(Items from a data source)
+++++

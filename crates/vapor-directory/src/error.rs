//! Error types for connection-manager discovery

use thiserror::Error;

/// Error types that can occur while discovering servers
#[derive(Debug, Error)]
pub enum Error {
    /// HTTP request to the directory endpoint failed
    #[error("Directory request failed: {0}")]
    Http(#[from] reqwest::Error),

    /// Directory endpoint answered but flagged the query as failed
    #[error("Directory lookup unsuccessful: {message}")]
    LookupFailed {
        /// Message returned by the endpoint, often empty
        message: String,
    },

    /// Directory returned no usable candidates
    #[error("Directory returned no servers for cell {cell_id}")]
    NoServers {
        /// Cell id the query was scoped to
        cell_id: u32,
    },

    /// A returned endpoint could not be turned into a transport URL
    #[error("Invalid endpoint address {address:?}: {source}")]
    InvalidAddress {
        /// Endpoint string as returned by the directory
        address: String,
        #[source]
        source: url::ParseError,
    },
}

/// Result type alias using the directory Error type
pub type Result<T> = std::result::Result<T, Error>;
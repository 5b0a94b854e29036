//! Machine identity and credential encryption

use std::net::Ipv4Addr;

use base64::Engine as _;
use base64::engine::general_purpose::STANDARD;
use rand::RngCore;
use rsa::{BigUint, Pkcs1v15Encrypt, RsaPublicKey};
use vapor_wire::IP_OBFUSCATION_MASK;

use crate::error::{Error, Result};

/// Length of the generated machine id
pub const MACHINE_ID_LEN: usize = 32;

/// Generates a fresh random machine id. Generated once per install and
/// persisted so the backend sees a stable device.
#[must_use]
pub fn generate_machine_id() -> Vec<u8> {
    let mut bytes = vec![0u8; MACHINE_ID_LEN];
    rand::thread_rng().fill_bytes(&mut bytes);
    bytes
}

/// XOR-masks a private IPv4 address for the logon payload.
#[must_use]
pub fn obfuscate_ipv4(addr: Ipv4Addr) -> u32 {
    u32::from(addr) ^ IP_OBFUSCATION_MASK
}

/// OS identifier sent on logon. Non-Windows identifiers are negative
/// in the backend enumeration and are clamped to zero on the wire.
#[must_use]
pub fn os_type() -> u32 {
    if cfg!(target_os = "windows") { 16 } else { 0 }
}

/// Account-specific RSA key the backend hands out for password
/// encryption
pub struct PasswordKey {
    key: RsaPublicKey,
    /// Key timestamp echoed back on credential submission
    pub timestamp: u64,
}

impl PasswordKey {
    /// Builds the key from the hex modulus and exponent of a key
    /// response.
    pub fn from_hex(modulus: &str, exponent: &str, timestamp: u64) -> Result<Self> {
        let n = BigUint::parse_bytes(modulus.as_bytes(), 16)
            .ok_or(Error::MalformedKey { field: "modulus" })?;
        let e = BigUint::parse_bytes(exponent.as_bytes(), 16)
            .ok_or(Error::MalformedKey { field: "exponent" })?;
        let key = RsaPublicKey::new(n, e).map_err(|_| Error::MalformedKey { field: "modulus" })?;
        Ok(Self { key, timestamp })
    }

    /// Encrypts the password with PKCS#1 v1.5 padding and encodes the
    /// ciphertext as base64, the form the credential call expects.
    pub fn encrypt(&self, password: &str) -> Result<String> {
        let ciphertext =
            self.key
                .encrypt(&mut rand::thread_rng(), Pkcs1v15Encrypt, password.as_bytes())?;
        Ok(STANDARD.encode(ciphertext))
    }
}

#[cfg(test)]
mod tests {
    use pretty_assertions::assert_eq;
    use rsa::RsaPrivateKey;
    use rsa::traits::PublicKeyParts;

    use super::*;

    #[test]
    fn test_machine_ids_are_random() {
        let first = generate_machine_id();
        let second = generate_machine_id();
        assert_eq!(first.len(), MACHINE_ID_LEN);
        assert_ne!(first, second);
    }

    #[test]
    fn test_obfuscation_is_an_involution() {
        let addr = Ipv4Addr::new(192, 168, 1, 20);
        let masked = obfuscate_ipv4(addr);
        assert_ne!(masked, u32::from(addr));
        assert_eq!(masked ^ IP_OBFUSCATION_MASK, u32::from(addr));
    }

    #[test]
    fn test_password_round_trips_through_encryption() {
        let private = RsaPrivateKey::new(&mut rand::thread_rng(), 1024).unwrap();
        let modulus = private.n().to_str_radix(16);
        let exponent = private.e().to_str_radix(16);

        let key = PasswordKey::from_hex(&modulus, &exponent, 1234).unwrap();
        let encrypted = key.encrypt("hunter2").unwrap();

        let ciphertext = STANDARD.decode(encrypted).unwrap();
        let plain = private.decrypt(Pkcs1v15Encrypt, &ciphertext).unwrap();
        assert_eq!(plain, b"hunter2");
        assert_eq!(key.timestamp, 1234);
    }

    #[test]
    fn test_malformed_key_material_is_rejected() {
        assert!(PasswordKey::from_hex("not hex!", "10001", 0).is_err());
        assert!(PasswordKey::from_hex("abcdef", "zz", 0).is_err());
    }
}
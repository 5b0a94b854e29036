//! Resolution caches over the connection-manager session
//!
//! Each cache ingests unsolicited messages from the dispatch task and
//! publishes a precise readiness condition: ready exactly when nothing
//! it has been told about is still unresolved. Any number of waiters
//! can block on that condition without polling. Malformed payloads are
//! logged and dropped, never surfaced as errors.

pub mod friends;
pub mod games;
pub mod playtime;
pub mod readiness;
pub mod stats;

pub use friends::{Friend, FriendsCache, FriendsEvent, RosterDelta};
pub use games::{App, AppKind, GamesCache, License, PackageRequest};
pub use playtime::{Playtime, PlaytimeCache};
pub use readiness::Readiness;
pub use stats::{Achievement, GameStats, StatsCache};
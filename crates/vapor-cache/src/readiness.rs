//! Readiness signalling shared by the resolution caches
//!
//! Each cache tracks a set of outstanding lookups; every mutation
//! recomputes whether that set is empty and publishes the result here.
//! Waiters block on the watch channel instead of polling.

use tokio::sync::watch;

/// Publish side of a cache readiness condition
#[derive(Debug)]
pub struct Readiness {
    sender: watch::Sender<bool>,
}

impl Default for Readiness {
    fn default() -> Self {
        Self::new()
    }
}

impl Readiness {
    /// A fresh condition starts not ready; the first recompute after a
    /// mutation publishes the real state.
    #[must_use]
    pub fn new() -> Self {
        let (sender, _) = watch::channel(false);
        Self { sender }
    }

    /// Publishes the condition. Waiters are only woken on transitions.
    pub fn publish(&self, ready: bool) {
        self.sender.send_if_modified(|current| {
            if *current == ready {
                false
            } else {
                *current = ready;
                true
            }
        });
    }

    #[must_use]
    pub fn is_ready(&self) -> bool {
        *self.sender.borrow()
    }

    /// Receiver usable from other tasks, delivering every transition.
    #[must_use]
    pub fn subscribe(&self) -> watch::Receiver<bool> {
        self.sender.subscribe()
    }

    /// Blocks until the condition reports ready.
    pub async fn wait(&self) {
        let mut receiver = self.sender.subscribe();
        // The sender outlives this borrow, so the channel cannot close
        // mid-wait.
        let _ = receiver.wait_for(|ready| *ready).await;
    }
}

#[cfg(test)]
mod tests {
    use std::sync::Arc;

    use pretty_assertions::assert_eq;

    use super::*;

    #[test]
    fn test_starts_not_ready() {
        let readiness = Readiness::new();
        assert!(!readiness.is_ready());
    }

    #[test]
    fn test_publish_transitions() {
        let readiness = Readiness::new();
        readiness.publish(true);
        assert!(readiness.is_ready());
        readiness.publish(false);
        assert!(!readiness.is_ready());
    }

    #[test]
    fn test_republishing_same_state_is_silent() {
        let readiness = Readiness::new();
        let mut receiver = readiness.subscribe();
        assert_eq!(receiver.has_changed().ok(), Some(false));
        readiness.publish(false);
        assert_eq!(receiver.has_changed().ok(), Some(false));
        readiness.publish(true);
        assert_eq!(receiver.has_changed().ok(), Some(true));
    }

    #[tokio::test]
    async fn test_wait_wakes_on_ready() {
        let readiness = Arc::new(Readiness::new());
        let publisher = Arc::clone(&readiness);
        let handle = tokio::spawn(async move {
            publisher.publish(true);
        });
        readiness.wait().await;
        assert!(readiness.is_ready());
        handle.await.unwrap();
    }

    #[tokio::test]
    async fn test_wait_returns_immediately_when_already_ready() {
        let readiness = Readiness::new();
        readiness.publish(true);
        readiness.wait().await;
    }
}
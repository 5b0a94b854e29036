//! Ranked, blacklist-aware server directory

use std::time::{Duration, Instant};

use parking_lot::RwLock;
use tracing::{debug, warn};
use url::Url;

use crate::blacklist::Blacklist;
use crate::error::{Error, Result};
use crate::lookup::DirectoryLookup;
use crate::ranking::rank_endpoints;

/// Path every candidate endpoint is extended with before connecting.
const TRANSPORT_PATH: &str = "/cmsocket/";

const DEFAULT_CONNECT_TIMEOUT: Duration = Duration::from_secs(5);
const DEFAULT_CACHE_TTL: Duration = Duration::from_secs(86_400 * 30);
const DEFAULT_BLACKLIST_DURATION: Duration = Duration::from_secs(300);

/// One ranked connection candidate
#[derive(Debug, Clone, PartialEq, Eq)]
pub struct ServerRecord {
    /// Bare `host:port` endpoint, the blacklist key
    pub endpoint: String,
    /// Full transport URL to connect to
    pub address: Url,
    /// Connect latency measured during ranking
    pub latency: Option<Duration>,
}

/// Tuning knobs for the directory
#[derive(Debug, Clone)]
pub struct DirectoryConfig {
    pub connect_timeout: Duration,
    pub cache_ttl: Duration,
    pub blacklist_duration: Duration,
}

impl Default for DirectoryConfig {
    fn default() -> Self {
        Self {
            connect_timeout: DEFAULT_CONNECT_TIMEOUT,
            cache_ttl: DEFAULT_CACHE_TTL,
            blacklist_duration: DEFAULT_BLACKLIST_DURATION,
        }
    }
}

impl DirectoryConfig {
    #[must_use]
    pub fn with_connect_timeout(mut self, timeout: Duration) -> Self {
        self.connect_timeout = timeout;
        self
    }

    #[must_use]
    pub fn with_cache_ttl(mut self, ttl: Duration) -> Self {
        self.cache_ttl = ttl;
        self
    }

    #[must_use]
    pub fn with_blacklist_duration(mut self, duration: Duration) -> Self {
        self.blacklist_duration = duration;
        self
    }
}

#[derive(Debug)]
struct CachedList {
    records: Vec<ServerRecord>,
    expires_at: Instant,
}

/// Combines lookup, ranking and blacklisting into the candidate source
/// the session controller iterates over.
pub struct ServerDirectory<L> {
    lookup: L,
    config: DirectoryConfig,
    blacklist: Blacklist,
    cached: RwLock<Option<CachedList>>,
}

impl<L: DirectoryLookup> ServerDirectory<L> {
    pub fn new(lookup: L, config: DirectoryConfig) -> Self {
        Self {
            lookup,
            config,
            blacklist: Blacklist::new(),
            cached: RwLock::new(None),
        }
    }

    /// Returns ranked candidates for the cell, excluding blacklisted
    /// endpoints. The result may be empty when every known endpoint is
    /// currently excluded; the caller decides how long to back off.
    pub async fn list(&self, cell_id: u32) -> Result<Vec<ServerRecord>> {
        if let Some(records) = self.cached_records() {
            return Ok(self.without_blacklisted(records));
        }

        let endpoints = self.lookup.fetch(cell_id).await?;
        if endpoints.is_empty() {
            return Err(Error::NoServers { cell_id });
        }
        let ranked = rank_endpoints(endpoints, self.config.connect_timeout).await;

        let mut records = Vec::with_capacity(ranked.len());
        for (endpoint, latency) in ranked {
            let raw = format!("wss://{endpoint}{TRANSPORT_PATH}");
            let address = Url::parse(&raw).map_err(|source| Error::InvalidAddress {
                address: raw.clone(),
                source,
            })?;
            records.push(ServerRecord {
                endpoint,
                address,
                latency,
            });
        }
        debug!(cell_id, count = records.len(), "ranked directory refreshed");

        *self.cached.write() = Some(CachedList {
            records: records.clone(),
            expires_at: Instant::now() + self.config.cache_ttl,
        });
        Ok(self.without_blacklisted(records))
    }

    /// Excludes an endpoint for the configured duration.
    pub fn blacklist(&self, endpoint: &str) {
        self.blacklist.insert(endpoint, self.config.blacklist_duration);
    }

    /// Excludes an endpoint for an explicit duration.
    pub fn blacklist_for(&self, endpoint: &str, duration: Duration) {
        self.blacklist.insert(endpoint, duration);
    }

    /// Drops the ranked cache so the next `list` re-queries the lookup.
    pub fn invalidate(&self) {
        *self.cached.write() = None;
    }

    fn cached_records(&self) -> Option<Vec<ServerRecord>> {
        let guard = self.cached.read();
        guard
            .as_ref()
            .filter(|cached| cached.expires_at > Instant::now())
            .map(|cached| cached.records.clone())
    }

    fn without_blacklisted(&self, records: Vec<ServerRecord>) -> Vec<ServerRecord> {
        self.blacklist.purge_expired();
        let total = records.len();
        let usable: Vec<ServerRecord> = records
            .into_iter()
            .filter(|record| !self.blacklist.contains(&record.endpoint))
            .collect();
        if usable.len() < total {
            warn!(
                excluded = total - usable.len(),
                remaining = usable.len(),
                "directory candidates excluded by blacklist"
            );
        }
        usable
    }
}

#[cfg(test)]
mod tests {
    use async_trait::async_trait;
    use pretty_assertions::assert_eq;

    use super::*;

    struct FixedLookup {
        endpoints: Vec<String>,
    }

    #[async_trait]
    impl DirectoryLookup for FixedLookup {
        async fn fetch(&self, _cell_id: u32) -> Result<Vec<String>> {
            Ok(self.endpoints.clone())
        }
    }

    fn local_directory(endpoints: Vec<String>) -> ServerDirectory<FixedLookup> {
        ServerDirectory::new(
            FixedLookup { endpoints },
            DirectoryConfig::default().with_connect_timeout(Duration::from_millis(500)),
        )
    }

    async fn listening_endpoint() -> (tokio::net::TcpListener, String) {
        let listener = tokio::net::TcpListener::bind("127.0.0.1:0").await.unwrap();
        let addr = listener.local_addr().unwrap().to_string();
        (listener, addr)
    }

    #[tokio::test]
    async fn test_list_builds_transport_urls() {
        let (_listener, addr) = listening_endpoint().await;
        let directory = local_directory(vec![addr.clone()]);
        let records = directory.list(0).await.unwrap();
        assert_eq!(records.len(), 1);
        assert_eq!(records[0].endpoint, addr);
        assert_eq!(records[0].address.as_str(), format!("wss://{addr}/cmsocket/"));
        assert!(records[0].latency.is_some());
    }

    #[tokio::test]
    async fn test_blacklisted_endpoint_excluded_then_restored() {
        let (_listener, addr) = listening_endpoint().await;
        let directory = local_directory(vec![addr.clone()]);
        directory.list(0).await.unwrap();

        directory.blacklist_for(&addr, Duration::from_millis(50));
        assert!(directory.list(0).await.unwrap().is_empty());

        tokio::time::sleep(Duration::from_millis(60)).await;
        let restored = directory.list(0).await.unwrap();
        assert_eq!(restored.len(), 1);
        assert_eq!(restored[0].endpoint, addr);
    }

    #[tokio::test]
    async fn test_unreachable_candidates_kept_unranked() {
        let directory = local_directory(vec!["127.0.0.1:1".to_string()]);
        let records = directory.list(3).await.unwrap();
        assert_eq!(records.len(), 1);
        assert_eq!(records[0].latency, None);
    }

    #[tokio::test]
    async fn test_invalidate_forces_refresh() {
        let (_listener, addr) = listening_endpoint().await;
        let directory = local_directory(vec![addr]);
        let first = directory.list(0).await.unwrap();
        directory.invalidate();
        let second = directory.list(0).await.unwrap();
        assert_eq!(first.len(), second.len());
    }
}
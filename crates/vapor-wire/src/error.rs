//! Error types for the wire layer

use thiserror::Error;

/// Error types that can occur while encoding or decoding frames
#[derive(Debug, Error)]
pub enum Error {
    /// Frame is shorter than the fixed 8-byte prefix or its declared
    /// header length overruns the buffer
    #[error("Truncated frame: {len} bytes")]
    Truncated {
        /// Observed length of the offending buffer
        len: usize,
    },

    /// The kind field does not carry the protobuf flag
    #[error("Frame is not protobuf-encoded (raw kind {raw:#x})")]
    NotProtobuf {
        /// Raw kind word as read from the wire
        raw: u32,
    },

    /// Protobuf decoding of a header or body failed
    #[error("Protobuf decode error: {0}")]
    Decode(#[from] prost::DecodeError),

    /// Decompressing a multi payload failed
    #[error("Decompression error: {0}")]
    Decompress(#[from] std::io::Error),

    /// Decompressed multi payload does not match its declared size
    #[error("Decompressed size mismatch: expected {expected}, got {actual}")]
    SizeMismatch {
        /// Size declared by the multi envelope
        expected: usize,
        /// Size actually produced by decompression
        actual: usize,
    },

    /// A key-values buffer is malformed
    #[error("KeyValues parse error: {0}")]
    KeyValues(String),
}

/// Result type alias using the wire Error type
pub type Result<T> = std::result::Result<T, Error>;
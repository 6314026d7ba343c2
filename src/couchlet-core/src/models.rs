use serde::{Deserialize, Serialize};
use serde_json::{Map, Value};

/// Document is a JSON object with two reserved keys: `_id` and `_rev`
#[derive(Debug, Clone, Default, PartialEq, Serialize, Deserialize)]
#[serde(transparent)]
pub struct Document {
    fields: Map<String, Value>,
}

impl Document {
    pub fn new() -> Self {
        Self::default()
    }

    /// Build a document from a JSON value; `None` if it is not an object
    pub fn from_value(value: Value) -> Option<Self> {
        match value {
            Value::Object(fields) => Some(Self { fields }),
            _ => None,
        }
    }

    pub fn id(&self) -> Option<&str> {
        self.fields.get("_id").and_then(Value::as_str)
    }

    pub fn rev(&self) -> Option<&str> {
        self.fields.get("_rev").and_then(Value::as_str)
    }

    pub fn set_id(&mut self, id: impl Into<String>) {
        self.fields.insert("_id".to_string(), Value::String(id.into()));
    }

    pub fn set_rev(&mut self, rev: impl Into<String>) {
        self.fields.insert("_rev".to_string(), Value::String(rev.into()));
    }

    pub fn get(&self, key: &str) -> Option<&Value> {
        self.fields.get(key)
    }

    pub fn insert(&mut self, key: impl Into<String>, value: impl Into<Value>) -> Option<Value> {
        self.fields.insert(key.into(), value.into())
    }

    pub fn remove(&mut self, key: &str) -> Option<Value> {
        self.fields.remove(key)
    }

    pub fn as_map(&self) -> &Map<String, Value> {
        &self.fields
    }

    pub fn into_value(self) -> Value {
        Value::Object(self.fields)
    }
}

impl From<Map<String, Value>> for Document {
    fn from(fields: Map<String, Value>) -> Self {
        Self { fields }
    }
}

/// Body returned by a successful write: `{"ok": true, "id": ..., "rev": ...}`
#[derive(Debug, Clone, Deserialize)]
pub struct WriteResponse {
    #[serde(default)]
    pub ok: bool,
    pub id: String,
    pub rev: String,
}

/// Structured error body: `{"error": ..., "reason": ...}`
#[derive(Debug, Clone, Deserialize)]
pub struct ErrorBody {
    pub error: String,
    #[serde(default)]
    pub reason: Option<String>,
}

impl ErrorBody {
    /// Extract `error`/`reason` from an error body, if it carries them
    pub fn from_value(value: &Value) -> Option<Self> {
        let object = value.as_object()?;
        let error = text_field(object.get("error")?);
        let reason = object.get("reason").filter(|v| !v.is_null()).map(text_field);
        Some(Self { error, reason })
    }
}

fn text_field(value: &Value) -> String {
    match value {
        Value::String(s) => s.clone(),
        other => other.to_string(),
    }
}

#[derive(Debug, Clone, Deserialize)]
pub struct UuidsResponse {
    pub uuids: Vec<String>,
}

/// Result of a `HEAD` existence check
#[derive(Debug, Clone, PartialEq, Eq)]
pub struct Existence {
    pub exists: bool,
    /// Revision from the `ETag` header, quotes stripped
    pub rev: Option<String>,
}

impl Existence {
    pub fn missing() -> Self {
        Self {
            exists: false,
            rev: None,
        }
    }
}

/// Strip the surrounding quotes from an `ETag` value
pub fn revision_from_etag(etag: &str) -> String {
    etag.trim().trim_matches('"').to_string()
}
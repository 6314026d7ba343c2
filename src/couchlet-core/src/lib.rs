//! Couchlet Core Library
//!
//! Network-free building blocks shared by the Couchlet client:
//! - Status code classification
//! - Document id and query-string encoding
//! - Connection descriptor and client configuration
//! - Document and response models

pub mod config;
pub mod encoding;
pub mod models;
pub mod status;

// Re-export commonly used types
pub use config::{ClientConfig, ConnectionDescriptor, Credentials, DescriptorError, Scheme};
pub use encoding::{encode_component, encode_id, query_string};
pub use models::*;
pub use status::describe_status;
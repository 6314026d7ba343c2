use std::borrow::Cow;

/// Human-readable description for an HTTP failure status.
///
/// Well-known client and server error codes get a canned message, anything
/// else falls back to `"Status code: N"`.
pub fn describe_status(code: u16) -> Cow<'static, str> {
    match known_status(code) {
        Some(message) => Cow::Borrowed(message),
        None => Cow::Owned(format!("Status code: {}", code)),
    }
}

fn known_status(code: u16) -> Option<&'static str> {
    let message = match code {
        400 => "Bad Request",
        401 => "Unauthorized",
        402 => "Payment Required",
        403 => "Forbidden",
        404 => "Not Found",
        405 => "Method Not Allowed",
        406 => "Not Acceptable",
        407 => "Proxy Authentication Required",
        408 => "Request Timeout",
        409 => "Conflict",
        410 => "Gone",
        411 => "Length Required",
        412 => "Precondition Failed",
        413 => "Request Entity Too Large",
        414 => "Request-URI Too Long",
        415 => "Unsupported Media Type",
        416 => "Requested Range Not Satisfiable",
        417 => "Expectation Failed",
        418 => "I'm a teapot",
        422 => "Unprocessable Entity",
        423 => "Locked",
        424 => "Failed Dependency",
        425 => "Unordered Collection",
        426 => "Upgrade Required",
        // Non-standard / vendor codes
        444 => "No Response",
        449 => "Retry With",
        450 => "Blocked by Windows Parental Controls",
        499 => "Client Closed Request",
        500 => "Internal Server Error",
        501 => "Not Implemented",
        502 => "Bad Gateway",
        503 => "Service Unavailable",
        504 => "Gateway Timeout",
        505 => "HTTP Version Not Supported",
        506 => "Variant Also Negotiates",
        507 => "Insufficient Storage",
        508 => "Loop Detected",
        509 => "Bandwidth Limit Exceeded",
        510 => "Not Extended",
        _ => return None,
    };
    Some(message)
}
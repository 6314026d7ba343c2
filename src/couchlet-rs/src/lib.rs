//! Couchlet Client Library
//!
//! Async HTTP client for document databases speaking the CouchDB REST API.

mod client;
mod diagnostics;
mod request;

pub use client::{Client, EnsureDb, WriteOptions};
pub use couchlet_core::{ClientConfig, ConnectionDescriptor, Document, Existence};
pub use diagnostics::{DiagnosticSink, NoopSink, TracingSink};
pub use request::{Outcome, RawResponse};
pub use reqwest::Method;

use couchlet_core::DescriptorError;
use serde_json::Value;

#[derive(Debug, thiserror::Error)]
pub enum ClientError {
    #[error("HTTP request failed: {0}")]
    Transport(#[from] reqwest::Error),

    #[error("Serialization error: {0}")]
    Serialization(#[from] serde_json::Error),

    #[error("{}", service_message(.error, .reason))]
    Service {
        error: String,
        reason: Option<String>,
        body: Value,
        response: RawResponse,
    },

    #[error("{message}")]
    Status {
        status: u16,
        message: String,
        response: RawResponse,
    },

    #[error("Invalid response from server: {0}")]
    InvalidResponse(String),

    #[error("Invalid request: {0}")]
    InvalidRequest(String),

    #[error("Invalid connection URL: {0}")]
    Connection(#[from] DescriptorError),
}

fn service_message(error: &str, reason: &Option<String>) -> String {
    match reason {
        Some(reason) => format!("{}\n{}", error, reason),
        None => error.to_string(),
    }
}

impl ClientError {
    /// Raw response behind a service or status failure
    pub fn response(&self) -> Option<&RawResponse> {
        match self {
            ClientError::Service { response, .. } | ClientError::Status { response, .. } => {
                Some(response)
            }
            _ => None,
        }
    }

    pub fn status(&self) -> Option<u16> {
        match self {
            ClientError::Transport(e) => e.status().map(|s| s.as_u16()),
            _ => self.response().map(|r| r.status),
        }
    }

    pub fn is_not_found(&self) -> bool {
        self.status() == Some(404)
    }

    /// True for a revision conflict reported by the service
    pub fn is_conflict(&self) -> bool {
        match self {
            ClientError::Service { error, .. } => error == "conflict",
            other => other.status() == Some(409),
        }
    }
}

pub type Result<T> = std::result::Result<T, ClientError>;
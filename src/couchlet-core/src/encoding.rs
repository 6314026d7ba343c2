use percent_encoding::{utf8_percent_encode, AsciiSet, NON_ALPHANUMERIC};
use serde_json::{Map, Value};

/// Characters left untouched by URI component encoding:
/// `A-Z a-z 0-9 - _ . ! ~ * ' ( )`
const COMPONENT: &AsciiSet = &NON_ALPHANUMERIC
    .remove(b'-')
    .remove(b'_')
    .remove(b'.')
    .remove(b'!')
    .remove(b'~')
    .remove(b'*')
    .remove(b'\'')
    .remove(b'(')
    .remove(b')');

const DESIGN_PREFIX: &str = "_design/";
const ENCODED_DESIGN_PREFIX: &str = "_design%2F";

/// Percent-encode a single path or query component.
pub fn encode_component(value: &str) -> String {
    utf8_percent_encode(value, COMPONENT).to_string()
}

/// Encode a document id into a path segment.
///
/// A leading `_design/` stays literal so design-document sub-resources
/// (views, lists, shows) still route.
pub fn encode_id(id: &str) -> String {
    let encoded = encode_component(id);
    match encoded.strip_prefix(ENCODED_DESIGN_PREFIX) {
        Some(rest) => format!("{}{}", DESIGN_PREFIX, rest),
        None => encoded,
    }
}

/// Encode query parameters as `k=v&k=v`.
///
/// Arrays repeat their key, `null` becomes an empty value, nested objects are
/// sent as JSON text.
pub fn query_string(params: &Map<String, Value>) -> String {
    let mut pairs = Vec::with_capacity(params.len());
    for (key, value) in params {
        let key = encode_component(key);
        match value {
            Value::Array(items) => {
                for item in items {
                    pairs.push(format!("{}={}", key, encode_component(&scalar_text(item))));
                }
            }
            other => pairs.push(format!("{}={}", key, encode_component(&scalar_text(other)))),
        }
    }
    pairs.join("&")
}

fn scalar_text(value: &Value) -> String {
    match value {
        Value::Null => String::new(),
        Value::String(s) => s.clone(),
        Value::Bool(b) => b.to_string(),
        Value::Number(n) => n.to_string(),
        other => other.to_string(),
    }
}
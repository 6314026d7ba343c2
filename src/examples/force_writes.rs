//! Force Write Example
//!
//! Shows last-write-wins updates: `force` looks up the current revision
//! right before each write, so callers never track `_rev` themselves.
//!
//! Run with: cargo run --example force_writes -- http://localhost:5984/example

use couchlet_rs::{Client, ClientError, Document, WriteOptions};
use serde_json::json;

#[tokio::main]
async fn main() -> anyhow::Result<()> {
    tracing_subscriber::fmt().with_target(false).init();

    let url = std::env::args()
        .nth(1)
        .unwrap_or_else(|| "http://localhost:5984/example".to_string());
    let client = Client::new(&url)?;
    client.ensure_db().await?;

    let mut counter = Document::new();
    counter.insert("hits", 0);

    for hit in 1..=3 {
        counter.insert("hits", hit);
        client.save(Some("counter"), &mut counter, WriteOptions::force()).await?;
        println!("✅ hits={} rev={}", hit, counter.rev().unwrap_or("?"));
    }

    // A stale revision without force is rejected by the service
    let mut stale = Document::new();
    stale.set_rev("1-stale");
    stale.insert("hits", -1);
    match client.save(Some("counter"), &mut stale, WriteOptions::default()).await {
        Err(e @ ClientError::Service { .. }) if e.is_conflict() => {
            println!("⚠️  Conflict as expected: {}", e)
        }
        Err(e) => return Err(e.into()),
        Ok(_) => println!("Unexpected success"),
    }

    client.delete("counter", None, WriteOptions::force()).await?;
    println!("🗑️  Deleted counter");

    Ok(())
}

+++++

About this exercise:
The reply should consist solely of the number of lines in the records that include "using".

Exercise result:
2